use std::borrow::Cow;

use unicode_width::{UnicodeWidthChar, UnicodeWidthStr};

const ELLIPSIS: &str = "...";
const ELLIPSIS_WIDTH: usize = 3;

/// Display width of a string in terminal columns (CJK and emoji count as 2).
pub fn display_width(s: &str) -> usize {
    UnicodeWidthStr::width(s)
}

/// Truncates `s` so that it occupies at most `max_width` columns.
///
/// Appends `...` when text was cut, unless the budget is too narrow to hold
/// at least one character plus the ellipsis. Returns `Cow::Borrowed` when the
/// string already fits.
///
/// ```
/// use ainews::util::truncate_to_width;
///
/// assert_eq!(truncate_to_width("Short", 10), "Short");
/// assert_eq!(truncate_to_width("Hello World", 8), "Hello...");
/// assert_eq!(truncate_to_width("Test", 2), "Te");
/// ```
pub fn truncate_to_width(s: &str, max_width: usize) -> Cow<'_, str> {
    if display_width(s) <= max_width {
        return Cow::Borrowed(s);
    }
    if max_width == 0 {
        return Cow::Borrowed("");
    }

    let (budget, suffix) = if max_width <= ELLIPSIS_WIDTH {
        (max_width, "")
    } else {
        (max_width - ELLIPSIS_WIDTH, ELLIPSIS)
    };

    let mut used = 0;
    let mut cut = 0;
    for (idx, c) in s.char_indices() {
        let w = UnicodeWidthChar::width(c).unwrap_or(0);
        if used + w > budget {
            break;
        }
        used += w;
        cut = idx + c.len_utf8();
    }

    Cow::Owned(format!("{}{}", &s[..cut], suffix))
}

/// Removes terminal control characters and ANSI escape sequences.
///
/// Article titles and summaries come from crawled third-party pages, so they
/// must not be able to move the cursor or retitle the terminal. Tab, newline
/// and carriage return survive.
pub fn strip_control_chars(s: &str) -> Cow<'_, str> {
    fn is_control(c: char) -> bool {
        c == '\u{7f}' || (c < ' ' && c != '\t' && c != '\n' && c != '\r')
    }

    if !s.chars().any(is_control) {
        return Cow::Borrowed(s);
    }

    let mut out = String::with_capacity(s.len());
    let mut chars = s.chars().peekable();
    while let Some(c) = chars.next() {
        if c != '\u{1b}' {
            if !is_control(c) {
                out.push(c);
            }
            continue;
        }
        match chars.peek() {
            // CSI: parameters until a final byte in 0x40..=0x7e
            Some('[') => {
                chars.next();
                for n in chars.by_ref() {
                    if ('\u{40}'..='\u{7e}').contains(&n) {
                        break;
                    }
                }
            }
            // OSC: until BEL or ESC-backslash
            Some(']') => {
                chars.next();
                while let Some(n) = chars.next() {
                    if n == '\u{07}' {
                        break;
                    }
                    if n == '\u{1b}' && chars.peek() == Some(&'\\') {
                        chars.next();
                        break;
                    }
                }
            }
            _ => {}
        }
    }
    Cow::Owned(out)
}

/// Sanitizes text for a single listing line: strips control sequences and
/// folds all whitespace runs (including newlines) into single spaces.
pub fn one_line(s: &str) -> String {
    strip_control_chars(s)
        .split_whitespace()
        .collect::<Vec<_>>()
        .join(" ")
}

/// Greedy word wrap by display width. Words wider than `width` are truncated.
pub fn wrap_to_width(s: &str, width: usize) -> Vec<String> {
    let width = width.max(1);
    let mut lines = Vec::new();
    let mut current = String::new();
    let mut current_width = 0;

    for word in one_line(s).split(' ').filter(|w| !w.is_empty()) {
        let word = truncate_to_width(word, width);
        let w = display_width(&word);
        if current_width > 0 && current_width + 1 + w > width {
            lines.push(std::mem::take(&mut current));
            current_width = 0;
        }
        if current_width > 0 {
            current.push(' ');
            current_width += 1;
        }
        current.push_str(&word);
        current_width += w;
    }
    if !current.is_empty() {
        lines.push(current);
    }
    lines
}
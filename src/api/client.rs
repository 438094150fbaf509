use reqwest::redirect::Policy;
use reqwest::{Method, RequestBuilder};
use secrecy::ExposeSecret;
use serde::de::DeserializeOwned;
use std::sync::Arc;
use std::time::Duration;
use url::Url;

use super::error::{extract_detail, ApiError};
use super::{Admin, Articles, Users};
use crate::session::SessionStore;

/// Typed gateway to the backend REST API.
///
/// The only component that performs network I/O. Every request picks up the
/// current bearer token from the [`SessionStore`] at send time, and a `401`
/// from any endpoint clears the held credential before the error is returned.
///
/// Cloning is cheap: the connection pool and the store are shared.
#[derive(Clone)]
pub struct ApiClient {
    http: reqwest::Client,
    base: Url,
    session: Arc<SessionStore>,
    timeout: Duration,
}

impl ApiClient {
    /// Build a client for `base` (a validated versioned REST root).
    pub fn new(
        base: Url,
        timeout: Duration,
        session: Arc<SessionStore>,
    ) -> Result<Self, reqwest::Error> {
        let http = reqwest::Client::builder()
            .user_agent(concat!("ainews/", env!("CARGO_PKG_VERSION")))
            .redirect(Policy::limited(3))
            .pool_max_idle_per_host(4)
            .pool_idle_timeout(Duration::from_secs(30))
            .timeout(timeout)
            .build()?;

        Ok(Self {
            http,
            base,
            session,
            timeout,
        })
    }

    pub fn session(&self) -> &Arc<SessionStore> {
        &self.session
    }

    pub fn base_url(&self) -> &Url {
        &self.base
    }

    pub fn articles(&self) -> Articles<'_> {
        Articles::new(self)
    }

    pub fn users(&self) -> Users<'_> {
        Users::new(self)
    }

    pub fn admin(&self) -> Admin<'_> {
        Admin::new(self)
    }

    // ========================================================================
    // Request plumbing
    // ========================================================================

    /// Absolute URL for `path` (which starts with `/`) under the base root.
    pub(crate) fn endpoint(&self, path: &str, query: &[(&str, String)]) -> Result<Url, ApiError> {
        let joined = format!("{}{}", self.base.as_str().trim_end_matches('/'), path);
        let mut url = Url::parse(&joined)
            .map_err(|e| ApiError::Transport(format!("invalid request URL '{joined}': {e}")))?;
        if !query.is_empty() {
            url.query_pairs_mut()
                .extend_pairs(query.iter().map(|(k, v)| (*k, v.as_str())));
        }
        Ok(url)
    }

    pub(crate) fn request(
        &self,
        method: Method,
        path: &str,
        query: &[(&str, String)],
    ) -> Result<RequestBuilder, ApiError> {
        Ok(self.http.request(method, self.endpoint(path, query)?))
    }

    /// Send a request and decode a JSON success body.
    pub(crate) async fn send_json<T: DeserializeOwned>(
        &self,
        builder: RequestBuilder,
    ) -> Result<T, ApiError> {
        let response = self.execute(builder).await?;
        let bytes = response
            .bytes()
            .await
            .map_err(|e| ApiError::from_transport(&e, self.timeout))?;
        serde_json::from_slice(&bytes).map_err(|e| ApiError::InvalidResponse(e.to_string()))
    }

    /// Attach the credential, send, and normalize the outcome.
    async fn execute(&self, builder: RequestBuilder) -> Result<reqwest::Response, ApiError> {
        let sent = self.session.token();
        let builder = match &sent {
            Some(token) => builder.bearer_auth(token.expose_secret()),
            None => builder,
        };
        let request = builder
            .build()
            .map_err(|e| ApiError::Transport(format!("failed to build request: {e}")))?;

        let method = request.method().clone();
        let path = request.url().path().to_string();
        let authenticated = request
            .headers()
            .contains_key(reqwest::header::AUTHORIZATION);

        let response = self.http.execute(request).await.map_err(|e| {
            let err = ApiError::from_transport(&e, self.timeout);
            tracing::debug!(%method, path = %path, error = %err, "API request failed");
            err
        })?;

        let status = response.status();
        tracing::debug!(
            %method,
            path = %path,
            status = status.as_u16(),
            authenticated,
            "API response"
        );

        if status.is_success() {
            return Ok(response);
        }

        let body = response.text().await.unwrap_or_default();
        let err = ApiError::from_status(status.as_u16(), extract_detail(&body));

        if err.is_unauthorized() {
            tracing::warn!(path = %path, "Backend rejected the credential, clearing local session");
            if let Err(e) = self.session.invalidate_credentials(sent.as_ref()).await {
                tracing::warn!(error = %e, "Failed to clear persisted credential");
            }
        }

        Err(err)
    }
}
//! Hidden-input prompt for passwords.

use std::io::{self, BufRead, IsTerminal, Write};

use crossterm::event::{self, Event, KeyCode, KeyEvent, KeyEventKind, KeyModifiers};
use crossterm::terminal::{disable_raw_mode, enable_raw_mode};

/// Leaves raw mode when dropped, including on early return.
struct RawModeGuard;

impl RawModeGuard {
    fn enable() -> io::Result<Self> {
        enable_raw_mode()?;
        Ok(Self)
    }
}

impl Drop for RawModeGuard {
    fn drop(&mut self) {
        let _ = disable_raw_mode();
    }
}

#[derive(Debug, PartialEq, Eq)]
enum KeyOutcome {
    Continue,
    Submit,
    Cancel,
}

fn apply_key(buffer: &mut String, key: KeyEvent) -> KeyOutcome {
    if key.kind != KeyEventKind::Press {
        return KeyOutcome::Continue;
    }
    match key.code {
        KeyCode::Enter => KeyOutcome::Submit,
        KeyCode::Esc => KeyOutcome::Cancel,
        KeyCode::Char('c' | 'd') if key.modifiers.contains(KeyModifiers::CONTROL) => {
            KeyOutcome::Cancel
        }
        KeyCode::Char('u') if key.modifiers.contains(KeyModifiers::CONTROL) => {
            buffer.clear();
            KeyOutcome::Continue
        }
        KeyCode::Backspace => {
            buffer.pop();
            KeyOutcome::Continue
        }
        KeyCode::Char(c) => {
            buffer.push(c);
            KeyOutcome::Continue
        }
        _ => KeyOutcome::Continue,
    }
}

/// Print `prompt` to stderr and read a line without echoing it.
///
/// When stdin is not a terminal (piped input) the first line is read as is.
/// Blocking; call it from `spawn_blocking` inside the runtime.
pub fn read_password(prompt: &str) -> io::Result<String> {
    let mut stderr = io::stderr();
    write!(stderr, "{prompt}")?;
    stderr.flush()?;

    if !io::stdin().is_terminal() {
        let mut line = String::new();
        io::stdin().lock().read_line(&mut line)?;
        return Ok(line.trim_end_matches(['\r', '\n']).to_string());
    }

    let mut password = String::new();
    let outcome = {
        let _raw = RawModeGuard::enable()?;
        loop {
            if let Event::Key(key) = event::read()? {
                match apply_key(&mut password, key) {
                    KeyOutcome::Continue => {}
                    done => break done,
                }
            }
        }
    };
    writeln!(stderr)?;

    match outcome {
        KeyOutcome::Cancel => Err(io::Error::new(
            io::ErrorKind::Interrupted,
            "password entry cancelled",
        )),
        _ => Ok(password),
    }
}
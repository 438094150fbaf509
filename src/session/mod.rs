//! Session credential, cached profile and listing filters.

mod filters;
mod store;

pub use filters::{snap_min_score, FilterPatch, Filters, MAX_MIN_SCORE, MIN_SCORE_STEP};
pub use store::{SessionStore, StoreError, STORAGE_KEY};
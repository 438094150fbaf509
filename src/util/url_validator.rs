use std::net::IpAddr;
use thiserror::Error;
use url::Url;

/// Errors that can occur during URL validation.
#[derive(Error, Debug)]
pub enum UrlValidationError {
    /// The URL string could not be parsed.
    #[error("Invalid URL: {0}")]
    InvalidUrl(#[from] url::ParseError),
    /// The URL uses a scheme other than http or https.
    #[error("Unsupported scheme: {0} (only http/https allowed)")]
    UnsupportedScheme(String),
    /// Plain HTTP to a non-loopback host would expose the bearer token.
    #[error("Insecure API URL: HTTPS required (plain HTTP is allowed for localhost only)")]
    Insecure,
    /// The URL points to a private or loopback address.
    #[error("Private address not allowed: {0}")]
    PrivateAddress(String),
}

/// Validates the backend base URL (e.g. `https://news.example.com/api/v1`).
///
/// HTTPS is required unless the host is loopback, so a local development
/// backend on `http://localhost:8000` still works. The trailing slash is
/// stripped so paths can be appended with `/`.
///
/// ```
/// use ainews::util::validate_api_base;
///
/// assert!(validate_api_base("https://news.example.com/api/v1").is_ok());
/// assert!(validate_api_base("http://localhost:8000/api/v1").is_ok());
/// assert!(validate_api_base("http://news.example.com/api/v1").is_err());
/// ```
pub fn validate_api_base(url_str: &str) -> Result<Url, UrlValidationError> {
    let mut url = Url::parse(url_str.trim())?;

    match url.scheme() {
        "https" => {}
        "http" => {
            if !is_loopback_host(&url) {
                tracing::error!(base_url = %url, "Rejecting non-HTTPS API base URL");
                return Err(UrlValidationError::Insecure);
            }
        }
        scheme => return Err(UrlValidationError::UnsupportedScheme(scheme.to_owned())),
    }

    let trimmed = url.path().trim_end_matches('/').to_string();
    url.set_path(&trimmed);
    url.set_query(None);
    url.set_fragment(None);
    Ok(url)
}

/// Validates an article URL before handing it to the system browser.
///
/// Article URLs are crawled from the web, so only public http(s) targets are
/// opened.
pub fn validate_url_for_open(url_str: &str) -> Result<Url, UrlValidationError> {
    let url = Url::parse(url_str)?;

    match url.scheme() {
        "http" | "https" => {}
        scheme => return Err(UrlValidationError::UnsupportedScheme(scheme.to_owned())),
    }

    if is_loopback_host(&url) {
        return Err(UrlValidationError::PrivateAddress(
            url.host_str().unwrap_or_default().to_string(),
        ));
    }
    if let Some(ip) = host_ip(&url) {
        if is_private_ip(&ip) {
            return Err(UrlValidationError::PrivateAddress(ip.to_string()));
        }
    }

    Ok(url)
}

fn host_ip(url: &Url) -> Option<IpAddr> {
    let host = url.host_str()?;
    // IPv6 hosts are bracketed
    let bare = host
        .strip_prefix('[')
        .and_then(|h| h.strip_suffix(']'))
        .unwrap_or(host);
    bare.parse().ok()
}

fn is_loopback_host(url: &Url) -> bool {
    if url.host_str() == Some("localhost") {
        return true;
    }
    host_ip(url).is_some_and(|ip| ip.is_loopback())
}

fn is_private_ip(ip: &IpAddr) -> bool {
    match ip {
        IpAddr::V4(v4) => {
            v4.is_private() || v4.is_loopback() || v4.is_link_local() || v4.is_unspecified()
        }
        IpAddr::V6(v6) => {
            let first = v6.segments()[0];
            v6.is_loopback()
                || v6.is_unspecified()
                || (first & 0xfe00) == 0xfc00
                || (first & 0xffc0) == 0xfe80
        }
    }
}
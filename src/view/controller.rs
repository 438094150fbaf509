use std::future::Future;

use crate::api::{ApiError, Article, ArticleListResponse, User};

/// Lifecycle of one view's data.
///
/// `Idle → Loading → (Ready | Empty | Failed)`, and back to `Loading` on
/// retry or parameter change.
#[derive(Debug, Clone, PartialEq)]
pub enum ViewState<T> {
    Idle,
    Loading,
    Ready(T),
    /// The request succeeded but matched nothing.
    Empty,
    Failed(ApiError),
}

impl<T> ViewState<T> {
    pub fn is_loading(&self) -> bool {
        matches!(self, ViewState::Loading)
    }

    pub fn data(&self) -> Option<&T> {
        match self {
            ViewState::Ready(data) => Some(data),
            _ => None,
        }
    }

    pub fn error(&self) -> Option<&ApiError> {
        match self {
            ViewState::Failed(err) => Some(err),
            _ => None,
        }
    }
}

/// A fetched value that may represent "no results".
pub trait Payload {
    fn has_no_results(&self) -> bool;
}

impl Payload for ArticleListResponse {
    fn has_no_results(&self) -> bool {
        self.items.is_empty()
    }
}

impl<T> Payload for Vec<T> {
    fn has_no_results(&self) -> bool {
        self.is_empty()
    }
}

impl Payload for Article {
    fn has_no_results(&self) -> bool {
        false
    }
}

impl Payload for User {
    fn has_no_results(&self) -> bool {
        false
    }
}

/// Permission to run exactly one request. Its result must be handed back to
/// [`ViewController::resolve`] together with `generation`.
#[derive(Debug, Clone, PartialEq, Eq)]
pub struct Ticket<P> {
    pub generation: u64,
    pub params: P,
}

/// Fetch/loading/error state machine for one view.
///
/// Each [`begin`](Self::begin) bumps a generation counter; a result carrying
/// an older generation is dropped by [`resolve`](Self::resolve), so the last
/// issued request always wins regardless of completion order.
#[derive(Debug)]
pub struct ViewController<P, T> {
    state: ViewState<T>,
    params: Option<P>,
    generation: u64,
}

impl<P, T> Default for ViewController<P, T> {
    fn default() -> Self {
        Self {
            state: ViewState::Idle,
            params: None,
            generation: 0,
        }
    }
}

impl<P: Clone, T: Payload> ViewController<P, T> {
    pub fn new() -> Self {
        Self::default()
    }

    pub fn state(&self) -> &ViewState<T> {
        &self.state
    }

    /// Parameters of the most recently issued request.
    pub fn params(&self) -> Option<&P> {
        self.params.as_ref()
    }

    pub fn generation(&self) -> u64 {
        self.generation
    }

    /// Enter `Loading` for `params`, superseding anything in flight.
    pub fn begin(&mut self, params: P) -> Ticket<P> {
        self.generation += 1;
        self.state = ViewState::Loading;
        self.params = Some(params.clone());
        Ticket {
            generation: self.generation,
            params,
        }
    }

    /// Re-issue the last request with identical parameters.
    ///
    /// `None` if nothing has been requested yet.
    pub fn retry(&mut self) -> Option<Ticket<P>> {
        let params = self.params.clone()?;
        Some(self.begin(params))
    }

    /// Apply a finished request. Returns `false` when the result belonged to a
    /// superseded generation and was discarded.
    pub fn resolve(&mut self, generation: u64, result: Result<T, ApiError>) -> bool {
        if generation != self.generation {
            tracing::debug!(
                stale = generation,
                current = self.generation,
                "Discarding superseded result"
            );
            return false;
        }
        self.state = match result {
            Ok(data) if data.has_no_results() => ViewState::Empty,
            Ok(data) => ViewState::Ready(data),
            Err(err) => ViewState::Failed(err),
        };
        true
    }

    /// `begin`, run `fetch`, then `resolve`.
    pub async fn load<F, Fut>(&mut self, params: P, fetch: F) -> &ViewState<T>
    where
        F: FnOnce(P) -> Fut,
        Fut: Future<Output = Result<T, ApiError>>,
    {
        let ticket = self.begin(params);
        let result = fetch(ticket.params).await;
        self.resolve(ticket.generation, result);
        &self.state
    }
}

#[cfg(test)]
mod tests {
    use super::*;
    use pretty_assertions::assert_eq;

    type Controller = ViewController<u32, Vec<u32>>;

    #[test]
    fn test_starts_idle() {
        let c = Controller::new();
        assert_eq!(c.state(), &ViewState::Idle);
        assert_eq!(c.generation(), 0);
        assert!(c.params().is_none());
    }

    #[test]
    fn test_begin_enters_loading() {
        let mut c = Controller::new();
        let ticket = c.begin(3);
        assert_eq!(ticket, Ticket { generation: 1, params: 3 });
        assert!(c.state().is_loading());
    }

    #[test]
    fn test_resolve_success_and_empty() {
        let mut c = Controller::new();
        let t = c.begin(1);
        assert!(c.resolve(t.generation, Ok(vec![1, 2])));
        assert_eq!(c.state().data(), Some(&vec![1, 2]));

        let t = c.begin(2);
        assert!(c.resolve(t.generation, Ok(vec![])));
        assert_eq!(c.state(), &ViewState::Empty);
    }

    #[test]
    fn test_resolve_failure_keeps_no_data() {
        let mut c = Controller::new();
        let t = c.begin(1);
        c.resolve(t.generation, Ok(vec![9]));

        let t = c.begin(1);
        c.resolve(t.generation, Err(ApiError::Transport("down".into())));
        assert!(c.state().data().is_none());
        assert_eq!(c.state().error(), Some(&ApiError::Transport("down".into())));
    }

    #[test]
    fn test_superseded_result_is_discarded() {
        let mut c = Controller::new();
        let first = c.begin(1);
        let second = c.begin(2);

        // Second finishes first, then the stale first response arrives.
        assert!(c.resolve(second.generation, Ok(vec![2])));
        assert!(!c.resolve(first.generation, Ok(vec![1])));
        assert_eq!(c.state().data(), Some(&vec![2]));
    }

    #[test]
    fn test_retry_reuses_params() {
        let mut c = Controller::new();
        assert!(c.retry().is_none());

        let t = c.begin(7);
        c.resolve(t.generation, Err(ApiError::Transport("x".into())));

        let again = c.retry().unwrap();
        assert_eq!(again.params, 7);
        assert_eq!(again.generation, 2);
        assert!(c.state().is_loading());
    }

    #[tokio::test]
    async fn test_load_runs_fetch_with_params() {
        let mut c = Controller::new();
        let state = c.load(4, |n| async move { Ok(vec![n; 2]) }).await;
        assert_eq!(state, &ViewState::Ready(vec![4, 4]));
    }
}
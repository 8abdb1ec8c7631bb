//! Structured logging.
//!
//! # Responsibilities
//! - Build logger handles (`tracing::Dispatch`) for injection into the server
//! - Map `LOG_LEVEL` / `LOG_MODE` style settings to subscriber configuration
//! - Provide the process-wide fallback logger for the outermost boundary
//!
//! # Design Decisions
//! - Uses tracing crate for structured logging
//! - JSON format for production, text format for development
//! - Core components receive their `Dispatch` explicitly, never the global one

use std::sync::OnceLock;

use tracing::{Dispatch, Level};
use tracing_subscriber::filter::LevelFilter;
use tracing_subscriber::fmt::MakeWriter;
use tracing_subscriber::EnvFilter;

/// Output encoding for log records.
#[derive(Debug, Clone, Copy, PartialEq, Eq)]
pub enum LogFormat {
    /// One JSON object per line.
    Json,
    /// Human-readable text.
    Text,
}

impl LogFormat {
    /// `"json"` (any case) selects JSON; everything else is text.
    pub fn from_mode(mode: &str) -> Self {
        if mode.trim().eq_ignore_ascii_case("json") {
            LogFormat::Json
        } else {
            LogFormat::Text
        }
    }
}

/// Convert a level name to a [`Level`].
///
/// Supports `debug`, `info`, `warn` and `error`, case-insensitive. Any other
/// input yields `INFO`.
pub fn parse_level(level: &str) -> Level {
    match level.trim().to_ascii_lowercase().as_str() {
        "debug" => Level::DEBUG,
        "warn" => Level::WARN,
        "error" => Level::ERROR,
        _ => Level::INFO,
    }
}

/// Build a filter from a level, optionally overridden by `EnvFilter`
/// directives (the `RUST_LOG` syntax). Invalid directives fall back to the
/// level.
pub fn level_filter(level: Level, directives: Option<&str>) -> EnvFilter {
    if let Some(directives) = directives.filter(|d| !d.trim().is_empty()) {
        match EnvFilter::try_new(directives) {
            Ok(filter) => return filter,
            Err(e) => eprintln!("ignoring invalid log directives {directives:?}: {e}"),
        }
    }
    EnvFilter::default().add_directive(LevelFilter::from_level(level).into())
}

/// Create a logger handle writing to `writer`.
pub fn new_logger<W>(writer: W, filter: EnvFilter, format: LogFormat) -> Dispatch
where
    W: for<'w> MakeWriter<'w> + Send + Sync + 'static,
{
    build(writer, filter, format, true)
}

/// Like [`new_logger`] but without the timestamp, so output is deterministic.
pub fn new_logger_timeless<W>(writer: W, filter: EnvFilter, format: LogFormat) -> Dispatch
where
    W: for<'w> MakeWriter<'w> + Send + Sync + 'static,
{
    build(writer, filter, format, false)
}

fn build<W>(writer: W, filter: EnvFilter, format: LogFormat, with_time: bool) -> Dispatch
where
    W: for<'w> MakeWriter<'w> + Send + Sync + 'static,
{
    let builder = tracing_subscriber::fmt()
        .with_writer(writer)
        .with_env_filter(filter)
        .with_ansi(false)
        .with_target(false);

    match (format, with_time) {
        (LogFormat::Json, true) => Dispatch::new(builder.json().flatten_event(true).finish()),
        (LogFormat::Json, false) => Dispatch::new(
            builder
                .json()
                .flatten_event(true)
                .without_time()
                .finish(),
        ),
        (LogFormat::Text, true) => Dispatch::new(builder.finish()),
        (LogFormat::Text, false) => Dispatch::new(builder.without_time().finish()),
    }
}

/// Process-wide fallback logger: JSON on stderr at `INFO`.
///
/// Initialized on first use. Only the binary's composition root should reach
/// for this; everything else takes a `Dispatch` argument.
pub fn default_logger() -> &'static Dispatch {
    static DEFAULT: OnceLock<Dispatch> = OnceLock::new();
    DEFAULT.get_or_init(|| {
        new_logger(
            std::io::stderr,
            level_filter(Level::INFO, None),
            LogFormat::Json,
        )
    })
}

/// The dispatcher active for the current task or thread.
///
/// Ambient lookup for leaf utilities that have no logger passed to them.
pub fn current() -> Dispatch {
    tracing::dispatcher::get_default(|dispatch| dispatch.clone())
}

-------

▶ **Work task**
Copy out every line from the data above that has "into" in it.

▶ **Result for this exercise**
/// folds all whitespace runs (including newlines) into single spaces.
        c.resolve(t.generation, Err(ApiError::Transport("down".into())));
        assert_eq!(c.state().error(), Some(&ApiError::Transport("down".into())));
        c.resolve(t.generation, Err(ApiError::Transport("x".into())));
//! - Build logger handles (`tracing::Dispatch`) for injection into the server
    EnvFilter::default().add_directive(LevelFilter::from_level(level).into())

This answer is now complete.